For some of us TV was called “Cable” which despite being roughly the same technology as today, was nothing like it’s current counterpart. There were no DVRs and no easy index channel which could take you directly to the channel of your liking. You had to wait for the preview channel to scroll through allof the channels and then manually get yourself to the show you wanted.

Most people had a VCR, which, if you had a degree in engineering (or nursing, as did my mom), you could program it to record something. But.It had to be on the right channel. It was largely just used for playing movies, not recording them.

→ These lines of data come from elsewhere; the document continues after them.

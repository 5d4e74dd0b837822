//! codec-regress
//!
//! Golden-digest regression harness for a decode -> re-encode pipeline.
//! A reference stream is decoded frame by frame, the frames are pulled by an
//! encoder as a flat byte stream, and the encoder output is folded into a
//! digest that is compared against a recorded value.

#![forbid(unsafe_code)]

// Shared and top level
pub mod constants;
pub mod types;
pub mod utils;

// Collaborators and fixtures
pub mod media;
pub mod fixtures;
pub mod digest;
pub mod telemetry;

// Byte-stream bridge
pub mod stream;

// Orchestration
pub mod harness;

#[cfg(any(test, feature = "test-util"))]
pub mod testing;

// -----------------------------------------------------------------------------
// Prelude (Rust users)
// -----------------------------------------------------------------------------
pub mod prelude {
    pub use crate::digest::{Digest, DigestAlg, ExpectedDigest, HashAccumulator};
    pub use crate::fixtures::{FixtureRecord, FixtureTable};
    pub use crate::harness::{
        BatchReport, CodecBackend, FixtureOutcome, FixtureStatus, HarnessConfig, RawYuvBackend, Verifier,
    };
    pub use crate::media::{
        ChromaFormat, EncodeParams, EncodedLayer, EncodedLayerSet, Frame, FrameDecoder, FrameEncoder, Plane,
        SliceMode,
    };
    pub use crate::stream::{ByteQueue, ByteSource, PlaneSerializer, Pull, PullAdapter};
    pub use crate::types::HarnessError;
}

If you didn’t have cable you had to stick to the old rabbit ears and a non-digital *gasp* signal. Which meant you got like six channels. You missed out on Nickelodeon, the beginnings of the Cartoon Network, and all the major 24/7 news channels.

Which reminds me:

The politics haven’t changed.

The 90’s was full of political scandals. But they seemed to move a lot slower than current scandals. Even with 24/7 news networks coming onto the scene the slower pace of information streaming (well, it was dial up, there was no “streaming” as we know it) meant that you could watch the news and not be suffocated in useless data. There was only so much new stuff to report so you could watch an hour and pretty much get it all.

I certainly don’t miss the outfits or the hairstyles. Except for the grunge. We can keep the grunge. Bring back flannel already!

What were we thinking? And she’s going to kill me. Also: Epic 90’s album cover material!

I will be happy once modern fashion gets out of its 80’s slump. That is a decade I am too young to be nostalgic for. Except for Reagan, who isn’t nostalgic for Reagan? There I go with the politics again…

I will probably always be sappy and sentimental, it’s just my nature. But closer inspection reveals that the past wasn’t really better than the present. Sure, I was a kid and responsibilities were fewer and stakes were lower. But if I were the me of today living then would I find it better? Probably not. How would I make money? How would I talk to you on this blog? How much smaller was the world back then?

It’s nice to think back on those days, but I’m content to see what the future will bring.